Here's a list of example applications (in Python) that implement models from AI Hub, ready to run on the NPU of your Dragonwing board:

* [Lightweight-Face-Detection](https://github.com/qualcomm/ai-hub-models/tree/main/qai_hub_models/models/face_det_lite)

To run other models, keep reading!

## Finding supported models

Models in AI Hub are categorized by the supported Qualcomm chipset. To see models that will run on your development kit:

<Steps>
  <Step title="Go to the model list">
    Go to the [model list](https://aihub.qualcomm.com/iot/models).
  </Step>

  <Step title="Select your chipset">
    Under 'Chipset', select:

    * RB3 Gen 2 Vision Kit: 'Qualcomm QCS6490 (Proxy)'
    * RUBIK Pi 3: 'Qualcomm QCS6490 (Proxy)'
    * IQ-9075 EVK: 'Qualcomm QCS9075 (Proxy)'
  </Step>

  <Step title="Filter for quantized models">
    Under 'Model precision', select: 'Quantized'. The NPU on your Dragonwing board only runs quantized models.
  </Step>
</Steps>

## Deploying a model to NPU (Python)

As an example, let's deploy the [Lightweight-Face-Detection](https://aihub.qualcomm.com/iot/models/face_det_lite) model.
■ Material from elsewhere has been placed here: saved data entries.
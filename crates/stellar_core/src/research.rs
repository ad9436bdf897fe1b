//! Player-wide research levels and the player's research queue.
//!
//! Research is shared by all planets of a player, so its queue lives here
//! rather than on a planet. Only one research item runs per player.

use serde::{Deserialize, Serialize};

use crate::catalog::{Levels, ObjectId};
use crate::clock::Timestamp;
use crate::production::{BuildQueue, ProductionEvent, QueueItemId, QueueKind};

/// Unique identifier for players.
#[derive(Debug, Clone, Copy, PartialEq, Eq, PartialOrd, Ord, Hash, Serialize, Deserialize)]
pub struct PlayerId(pub u32);

impl PlayerId {
    /// Create a new player ID.
    #[must_use]
    pub const fn new(id: u32) -> Self {
        Self(id)
    }
}

impl std::fmt::Display for PlayerId {
    fn fmt(&self, f: &mut std::fmt::Formatter<'_>) -> std::fmt::Result {
        write!(f, "{}", self.0)
    }
}

/// A research level change and the instant it took effect.
#[derive(Debug, Clone, Copy, PartialEq, Eq, Serialize, Deserialize)]
pub struct ResearchChange {
    /// Research object.
    pub object: ObjectId,
    /// Level before the change.
    pub from: u32,
    /// Level after the change.
    pub to: u32,
    /// When the change took effect.
    pub at: Timestamp,
}

/// Research levels of one player, plus the recent changes that led to them.
///
/// Planets accrue resources lazily, so a planet whose checkpoint lies before
/// a research change must see the old levels up to that instant. The change
/// log lets [`levels_at`](Self::levels_at) reconstruct them.
#[derive(Debug, Clone, PartialEq, Eq, Serialize, Deserialize)]
pub struct PlayerResearch {
    /// Owner.
    pub player: PlayerId,
    /// Level per research object.
    pub levels: Levels,
    /// Changes in time order.
    #[serde(default)]
    pub changes: Vec<ResearchChange>,
}

impl PlayerResearch {
    /// Levels in effect at `at`, counting changes made at exactly `at`.
    #[must_use]
    pub fn levels_at(&self, at: Timestamp) -> Levels {
        let mut levels = self.levels.clone();
        for change in self.changes.iter().rev().take_while(|c| c.at > at) {
            levels.set(change.object, change.from);
        }
        levels
    }

    /// First instant after `after` at which a level changed.
    #[must_use]
    pub fn next_change_after(&self, after: Timestamp) -> Option<Timestamp> {
        self.changes.iter().map(|c| c.at).find(|at| *at > after)
    }

    /// Set `object` to `level` from `at` on.
    pub(crate) fn record(&mut self, object: ObjectId, level: u32, at: Timestamp) {
        let from = self.levels.get(object);
        if from == level {
            return;
        }
        self.levels.set(object, level);
        let index = self.changes.partition_point(|c| c.at <= at);
        self.changes.insert(
            index,
            ResearchChange {
                object,
                from,
                to: level,
                at,
            },
        );
    }

    /// Drop changes at or before `at`. Only safe once no planet of the
    /// player has a ledger checkpoint before `at`.
    pub fn forget_changes_through(&mut self, at: Timestamp) {
        self.changes.retain(|c| c.at > at);
    }
}

/// A player: research levels plus the research queue.
#[derive(Debug, Clone, PartialEq, Eq, Serialize, Deserialize)]
pub struct Player {
    /// Player identifier.
    pub id: PlayerId,
    /// Display name.
    pub name: String,
    pub(crate) research: PlayerResearch,
    pub(crate) queue: BuildQueue,
    next_item_id: u64,
}

impl Player {
    /// Create a player with no research.
    #[must_use]
    pub fn new(id: PlayerId, name: impl Into<String>) -> Self {
        Self {
            id,
            name: name.into(),
            research: PlayerResearch {
                player: id,
                levels: Levels::new(),
                changes: Vec::new(),
            },
            queue: BuildQueue::new(QueueKind::Research),
            next_item_id: 1,
        }
    }

    /// Set initial research levels.
    #[must_use]
    pub fn with_research(mut self, levels: impl IntoIterator<Item = (ObjectId, u32)>) -> Self {
        for (object, level) in levels {
            self.research.levels.set(object, level);
        }
        self
    }

    /// Research levels.
    #[must_use]
    pub const fn research(&self) -> &Levels {
        &self.research.levels
    }

    /// Research levels with their change log.
    #[must_use]
    pub const fn research_history(&self) -> &PlayerResearch {
        &self.research
    }

    /// Drop research changes no planet of this player still needs.
    pub fn forget_research_changes_through(&mut self, at: Timestamp) {
        self.research.forget_changes_through(at);
    }

    /// Level of one research object.
    #[must_use]
    pub fn research_level(&self, object: ObjectId) -> u32 {
        self.research.levels.get(object)
    }

    /// The research queue.
    #[must_use]
    pub const fn queue(&self) -> &BuildQueue {
        &self.queue
    }

    /// Level the next queued research of `object` would reach.
    #[must_use]
    pub fn next_research_level(&self, object: ObjectId) -> u32 {
        self.queue
            .highest_target(object)
            .unwrap_or(0)
            .max(self.research.levels.get(object))
            .saturating_add(1)
    }

    pub(crate) fn allocate_item_id(&mut self) -> QueueItemId {
        let id = QueueItemId(self.next_item_id);
        self.next_item_id += 1;
        id
    }

    /// Complete research finished by `now`.
    ///
    /// A completion never lowers a level that was raised directly while the
    /// item was queued.
    pub fn tick(&mut self, now: Timestamp) -> Vec<ProductionEvent> {
        let events = self.queue.advance(now);
        for event in &events {
            if let ProductionEvent::Completed {
                object,
                level: Some(level),
                at,
                ..
            } = *event
            {
                let level = level.max(self.research.levels.get(object));
                self.research.record(object, level, at);
            }
        }
        events
    }
}
//! Data structures for catalog configuration.
//!
//! This module contains pure data structures that define buildings,
//! research, ships and defense. All structs are designed to be
//! deserialized from RON files.
//!
//! **Note:** This module contains no IO - it only defines data types.
//! File loading is handled by callers; the standard catalog is embedded.

mod object_data;

pub use object_data::{
    CatalogData, Category, CombatStats, CostData, ObjectData, ObjectEffect, RequirementData,
};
### Running the example repository

All AI Hub models come with an example repository. This is a good starting point, as it shows exactly how to *run* the model. It shows what the input to your network should look like, and how to interpret the output (here, to map the output tensor to bounding boxes). The example repositories do *NOT* run on the NPU or GPU yet - they run without acceleration. Let's see what our input/output should look like before we move this model to the NPU.

On the AI Hub page for [Lightweight-Face-Detection](https://aihub.qualcomm.com/iot/models/face_det_lite), click "Model repository". This links you to a [README](https://github.com/quic/ai-hub-models/blob/main/qai_hub_models/models/face_det_lite/README.md) file with instructions on how to run the example repository.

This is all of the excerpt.